The hotel has closed public areas, including the Boston HarborWalk, 21 times in the past year for private revenue-generating events such as weddings and corporate events, CLF said.

“This license is legally binding and the public access it requires is non-negotiable,” Moran wrote. “As explained below, the licensee is regularly restricting access to public areas of the site for private functions and events for its own financial gain, a practice which not only directly violates the conditions of its license and the waterways regulations, 310 CMR 9.00, but is also antithetical to the underlying purposes of the Public Waterfront Act.”

The Coast Guard museum is “routinely used for daytime private events,” CLF said.

CLF is seeking DEP order to remedy the violations and fine the hotel.

On its website, the hotel continues to advertise a $1,500 wedding package, including a Harborwalk ceremony. Contacted by Banker & Tradesman on Friday, hotel General Manager Nicholas Teeson said the hotel’s attorney was preparing a response for CLF’s letter. Attempts to reach the attorney were unsuccessful.

Under the 1999 license, the original developer, Raymond Property Co., agreed to provide 1.8 acres of public open space and a water taxi waiting area, to maintain a 1,000-square-foot U.S. Coast Guard Museum exhibit on the first floor of one building from 8 a.m. to 9 p.m. and a 1,300-square-foot observation balcony that is open 24 hours a day.

CLF spotlighted similar violations at the Intercontinental Hotel in 2017, which opened an outdoor bar on a portion of the Harborwalk. After the DEP issued a certificate of noncompliance, the hotel agreed to relocate its Five-10 Waterfront bar away from the Harborwalk, where it had been charging up to $2,000 for private events.

In last week’s letter, Moran suggested that financial penalties are required to discourage private property owners from disregarding Chapter 91.

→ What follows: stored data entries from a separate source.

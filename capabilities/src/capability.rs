// A single named function reference

use crate::error::{CapabilityError, CapabilityResult};
use crate::function::{FnPtr, Function, RawFunction};
use crate::name::CapabilityName;

/// One slot of a capability table: a name and the code it refers to.
///
/// The function is not owned; whoever hands it out keeps the code alive.
#[derive(Debug, Clone, Copy, Default, PartialEq, Eq, Hash)]
pub struct Capability {
    name: CapabilityName,
    function: Option<RawFunction>,
}

impl Capability {
    pub fn new(name: &str, function: RawFunction) -> CapabilityResult<Self> {
        Ok(Self {
            name: CapabilityName::new(name)?,
            function: Some(function),
        })
    }

    pub fn from_fn<F: FnPtr>(name: &str, f: F) -> CapabilityResult<Self> {
        Self::new(name, RawFunction::from_fn(f))
    }

    pub fn from_parts(name: CapabilityName, function: Option<RawFunction>) -> Self {
        Self { name, function }
    }

    /// Unused slot: empty name, no function.
    pub const fn empty() -> Self {
        Self {
            name: CapabilityName::empty(),
            function: None,
        }
    }

    pub fn name(&self) -> &str {
        self.name.as_str()
    }

    pub fn capability_name(&self) -> &CapabilityName {
        &self.name
    }

    pub fn function(&self) -> Option<RawFunction> {
        self.function
    }

    pub fn is_empty(&self) -> bool {
        self.name.is_empty() && self.function.is_none()
    }

    /// Typed view of the attached function.
    ///
    /// # Safety
    /// `F` must match the signature the provider registered, see
    /// [`RawFunction::cast`].
    pub unsafe fn get<F: FnPtr>(&self) -> CapabilityResult<Function<F>> {
        match self.function {
            Some(raw) => Ok(raw.get()),
            None => Err(CapabilityError::NullFunction(self.name().to_string())),
        }
    }
}

#[cfg(test)]
mod tests {
    use super::*;

    fn double(v: u64) -> u64 {
        v * 2
    }

    #[test]
    fn carries_name_and_function() {
        let cap = Capability::from_fn("double", double as fn(u64) -> u64).unwrap();
        assert_eq!(cap.name(), "double");
        assert_eq!(cap.capability_name(), &CapabilityName::new("double").unwrap());
        assert_eq!(
            cap.function(),
            Some(RawFunction::from_fn(double as fn(u64) -> u64))
        );

        let f = unsafe { cap.get::<fn(u64) -> u64>() }.unwrap();
        assert_eq!(f(21), 42);
    }

    #[test]
    fn missing_function_is_reported_by_name() {
        let cap = Capability::from_parts(CapabilityName::new("stop").unwrap(), None);
        let err = unsafe { cap.get::<fn()>() }.unwrap_err();
        assert_eq!(err, CapabilityError::NullFunction("stop".to_string()));
    }

    #[test]
    fn long_names_are_rejected_up_front() {
        let err = Capability::from_fn(&"n".repeat(300), double as fn(u64) -> u64).unwrap_err();
        assert_eq!(err, CapabilityError::NameTooLong { len: 300, max: 255 });
    }

    #[test]
    fn empty_slot() {
        let cap = Capability::empty();
        assert!(cap.is_empty());
        assert_eq!(cap, Capability::default());
        assert_eq!(cap.name(), "");
        assert!(cap.function().is_none());
    }
}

“If the licensee is not required to compensate the public for its years of non-compliance, there is no real incentive for it or any other waterways license holder to comply with license conditions that safeguard public rights and interests in tidelands unless and until they are forced to do so by DEP,” Moran wrote. “In fact, license holders may actually have incentive to wait to comply with such conditions until DEP forces them to, knowing that they can gain the economic advantages of doing so without risk of penalty.”

Toronto-based Westmont Hospitality Group and Thomas Tan of Bestford Hospitality Group acquired the property in 2015 for $48.6 million.